Re: rpmbuild is very slow with large files

John Reiser <jreiser@xxxxxxxxxxxx> · Wed, 13 Jul 2022 07:30:10 -0700

On 7/11/22 Marius Schwarz wrote:
I have just create(d/ not finished yet, started 15 minutes ago) a ~2.5 GB rpm and found, that rpmbuild is an extrem bottleneck.

IMHO, this is caused by a fileread function which reads files in 32k blocks, which is very slow and extrem IO intensive.  The result is a task running at 1 core at 100% perma.
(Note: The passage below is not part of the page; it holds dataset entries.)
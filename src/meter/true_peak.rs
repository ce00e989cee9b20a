//! True-peak and sample-peak tracking
//!
//! Each channel is upsampled by linear interpolation between consecutive
//! samples. The previous sample is carried across blocks so interpolation is
//! continuous over block boundaries.

use crate::engine::linear_to_db;
use crate::error::{Result, TonearmError};

/// Reported level when nothing above zero has been seen
pub const PEAK_FLOOR_DB: f64 = -120.0;

/// Session-long peak detector
#[derive(Debug, Clone)]
pub struct TruePeakDetector {
    factor: u32,
    previous: Vec<f32>,
    true_peak: f32,
    sample_peak: f32,
}

impl TruePeakDetector {
    /// Create a detector for `channels` channels with an oversample factor
    pub fn new(channels: usize, factor: u32) -> Result<Self> {
        if !(1..=32).contains(&factor) {
            return Err(TonearmError::unsupported(
                "oversample_factor",
                factor,
                "1 to 32",
            ));
        }
        Ok(Self {
            factor,
            previous: vec![0.0; channels],
            true_peak: 0.0,
            sample_peak: 0.0,
        })
    }

    /// Feed one sample of one channel
    #[inline]
    pub fn push(&mut self, channel: usize, sample: f32) {
        let previous = self.previous[channel];
        let step = (sample - previous) / self.factor as f32;
        for k in 1..=self.factor {
            let value = (previous + step * k as f32).abs();
            if value > self.true_peak {
                self.true_peak = value;
            }
        }
        let magnitude = sample.abs();
        if magnitude > self.sample_peak {
            self.sample_peak = magnitude;
        }
        self.previous[channel] = sample;
    }

    /// Running true peak in dBTP
    pub fn true_peak_dbtp(&self) -> f64 {
        linear_to_db(self.true_peak as f64).max(PEAK_FLOOR_DB)
    }

    /// Running sample peak in dBFS
    pub fn sample_peak_dbfs(&self) -> f64 {
        linear_to_db(self.sample_peak as f64).max(PEAK_FLOOR_DB)
    }

    /// Clear peaks and interpolation history
    pub fn reset(&mut self) {
        self.previous.fill(0.0);
        self.true_peak = 0.0;
        self.sample_peak = 0.0;
    }
}

#[cfg(test)]
mod tests {
    use super::*;
    use approx::assert_relative_eq;

    #[test]
    fn test_single_full_scale_sample() {
        let mut detector = TruePeakDetector::new(1, 4).unwrap();
        for sample in [0.0, 0.0, 1.0, 0.0, 0.0] {
            detector.push(0, sample);
        }
        assert_relative_eq!(detector.true_peak_dbtp(), 0.0, epsilon = 0.5);
        assert_relative_eq!(detector.sample_peak_dbfs(), 0.0, epsilon = 1e-9);
    }

    #[test]
    fn test_negative_peak() {
        let mut detector = TruePeakDetector::new(2, 4).unwrap();
        detector.push(0, 0.1);
        detector.push(1, -0.5);
        assert_relative_eq!(detector.true_peak_dbtp(), -6.0206, epsilon = 1e-3);
    }

    #[test]
    fn test_silence_reports_floor() {
        let mut detector = TruePeakDetector::new(2, 4).unwrap();
        detector.push(0, 0.0);
        detector.push(1, 0.0);
        assert_eq!(detector.true_peak_dbtp(), PEAK_FLOOR_DB);
        assert_eq!(detector.sample_peak_dbfs(), PEAK_FLOOR_DB);
    }

    #[test]
    fn test_invalid_factor() {
        assert!(TruePeakDetector::new(2, 0).is_err());
        assert!(TruePeakDetector::new(2, 64).is_err());
    }

    #[test]
    fn test_reset() {
        let mut detector = TruePeakDetector::new(1, 4).unwrap();
        detector.push(0, 0.9);
        detector.reset();
        assert_eq!(detector.true_peak_dbtp(), PEAK_FLOOR_DB);
    }
}
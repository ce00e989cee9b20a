//! CLI Command Implementations
//!
//! Implements the actual logic for each CLI command.

use serde::Serialize;
use sha2::{Digest, Sha256};
use std::path::{Path, PathBuf};
use tracing::{info, warn};
use walkdir::WalkDir;

use crate::engine::{read_wav, write_wav};
use crate::error::{Result, TonearmError};
use crate::meter::{analyze_buffer_with, AnalysisReport, LoudnessFrame, MeterConfig};
use crate::render::{EffectChainConfig, RenderWorker};

/// Analysis of one file, as printed by `analyze --json`
#[derive(Debug, Clone, Serialize)]
#[serde(rename_all = "camelCase")]
pub struct FileAnalysis {
    pub path: PathBuf,
    pub sample_rate: u32,
    pub channels: u32,
    #[serde(flatten)]
    pub report: AnalysisReport,
    #[serde(skip_serializing_if = "Vec::is_empty")]
    pub frames: Vec<LoudnessFrame>,
}

/// Result of a render command
#[derive(Debug, Clone, PartialEq, Eq)]
pub struct RenderSummary {
    pub bytes: usize,
    pub sha256: String,
}

/// Expand directories into the `.wav` files below them, sorted by path.
pub fn collect_wav_files(paths: &[PathBuf]) -> Result<Vec<PathBuf>> {
    let mut files = Vec::new();
    for path in paths {
        if !path.is_dir() {
            files.push(path.clone());
            continue;
        }
        let mut found = Vec::new();
        for entry in WalkDir::new(path).follow_links(true) {
            let entry = entry.map_err(std::io::Error::from)?;
            if entry.file_type().is_file() && is_wav(entry.path()) {
                found.push(entry.into_path());
            }
        }
        if found.is_empty() {
            warn!("No .wav files under {}", path.display());
        }
        found.sort();
        files.extend(found);
    }
    Ok(files)
}

fn is_wav(path: &Path) -> bool {
    path.extension()
        .and_then(|ext| ext.to_str())
        .map(|ext| ext.eq_ignore_ascii_case("wav"))
        .unwrap_or(false)
}

/// Meter one WAV file.
pub fn analyze_file(path: &Path, config: &MeterConfig, keep_frames: bool) -> Result<FileAnalysis> {
    let buffer = read_wav(path)?;
    let mut frames: Vec<LoudnessFrame> = Vec::new();
    let report = analyze_buffer_with(&buffer, config, &mut frames)?;
    if !keep_frames {
        frames.clear();
    }
    Ok(FileAnalysis {
        path: path.to_path_buf(),
        sample_rate: buffer.sample_rate(),
        channels: buffer.channels(),
        report,
        frames,
    })
}

/// Meter every file and print the results.
pub fn analyze(paths: &[PathBuf], json: bool, frames: bool, target: Option<f64>) -> Result<()> {
    let mut config = MeterConfig::default();
    if target.is_some() {
        config.target_lufs = target;
    }

    let files = collect_wav_files(paths)?;
    if files.is_empty() {
        return Err(TonearmError::invalid_input("no WAV files to analyze"));
    }

    let mut results = Vec::with_capacity(files.len());
    for file in &files {
        info!("Analyzing: {}", file.display());
        results.push(analyze_file(file, &config, frames)?);
    }

    if json {
        println!("{}", serde_json::to_string_pretty(&results)?);
        return Ok(());
    }

    for result in &results {
        println!("{}", result.path.display());
        println!(
            "  {} Hz, {} ch, {:.2} s, {} frames",
            result.sample_rate,
            result.channels,
            result.report.duration_secs,
            result.report.frames_emitted
        );
        for frame in &result.frames {
            println!("  {}", frame);
        }
        let last = &result.report.final_frame;
        println!("  Final: {}", last);
        println!("  Sample peak: {:.1} dBFS", last.sample_peak_dbfs);
        if let Some(crest) = last.crest_factor_db {
            println!("  Crest factor: {:.1} dB", crest);
        }
    }

    Ok(())
}

/// Render `input` through the chain in `config` and write the result to `output`.
pub fn render(input: &Path, config: &Path, output: &Path) -> Result<RenderSummary> {
    info!("Rendering {} with {}", input.display(), config.display());

    let buffer = read_wav(input)?;
    let chain = EffectChainConfig::from_path(config)?;

    let mut worker = RenderWorker::spawn()?;
    let job = worker.submit(buffer, chain)?;
    let wav = worker.wait(job, |progress| {
        println!("[{:>3}%] {}", progress.percent, progress.stage);
    })?;
    worker.shutdown();

    write_wav(output, &wav)?;

    let summary = RenderSummary {
        bytes: wav.len(),
        sha256: sha256_hex(wav.as_bytes()),
    };
    println!("Wrote {} ({} bytes)", output.display(), summary.bytes);
    println!("SHA-256: {}", summary.sha256);

    Ok(summary)
}

/// Lowercase hex SHA-256 of `bytes`
pub fn sha256_hex(bytes: &[u8]) -> String {
    format!("{:x}", Sha256::digest(bytes))
}
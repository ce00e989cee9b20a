//! CLI Module
//!
//! Command-line interface for metering and rendering WAV files.

pub mod commands;

use clap::{Parser, Subcommand};
use std::path::PathBuf;

/// Tonearm - loudness metering and offline mastering
#[derive(Parser, Debug)]
#[command(name = "tonearm")]
#[command(version, about, long_about = None)]
pub struct Cli {
    /// Enable verbose output
    #[arg(short, long, global = true)]
    pub verbose: bool,

    #[command(subcommand)]
    pub command: Commands,
}

#[derive(Subcommand, Debug)]
pub enum Commands {
    /// Meter WAV files and print their loudness
    #[command(name = "analyze")]
    Analyze {
        /// WAV files, or directories searched for .wav files
        #[arg(required = true)]
        paths: Vec<PathBuf>,

        /// Print JSON instead of text
        #[arg(long)]
        json: bool,

        /// Print every emitted frame, not only the final one
        #[arg(long)]
        frames: bool,

        /// Target loudness for the gain-to-target reading (LUFS)
        #[arg(long, allow_hyphen_values = true)]
        target: Option<f64>,
    },

    /// Render a WAV file through an effect chain
    #[command(name = "render")]
    Render {
        /// Input WAV file
        input: PathBuf,

        /// Effect chain (JSON)
        #[arg(short, long)]
        config: PathBuf,

        /// Output WAV file
        #[arg(short, long)]
        output: PathBuf,
    },
}

#[cfg(test)]
mod tests {
    use super::*;

    #[test]
    fn test_parse_analyze() {
        let cli = Cli::parse_from(["tonearm", "analyze", "a.wav", "b", "--json", "--target", "-16"]);
        match cli.command {
            Commands::Analyze {
                paths,
                json,
                frames,
                target,
            } => {
                assert_eq!(paths, vec![PathBuf::from("a.wav"), PathBuf::from("b")]);
                assert!(json);
                assert!(!frames);
                assert_eq!(target, Some(-16.0));
            }
            other => panic!("unexpected command {:?}", other),
        }
    }

    #[test]
    fn test_parse_render() {
        let cli = Cli::parse_from([
            "tonearm", "-v", "render", "in.wav", "-c", "chain.json", "-o", "out.wav",
        ]);
        assert!(cli.verbose);
        assert!(matches!(cli.command, Commands::Render { .. }));
    }

    #[test]
    fn test_analyze_requires_path() {
        assert!(Cli::try_parse_from(["tonearm", "analyze"]).is_err());
    }
}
With changes to larger chunks, we can speed up so many build tasks on the farm.

Multicore use would also be helpful i.e. while packing the files.

Any counter-arguments ?
If you give the complete package name and URL of the repo,
then more persons may be likely to help investigate.
Specifying a reproducible example is always good.

If you know "strace -p $PID" then please learn "perf record -p $PID".

If the size of the package is in gigabytes, then upstream bears some
responsibility for investigating and documenting the use of
data compression with the package.  What does upstream say?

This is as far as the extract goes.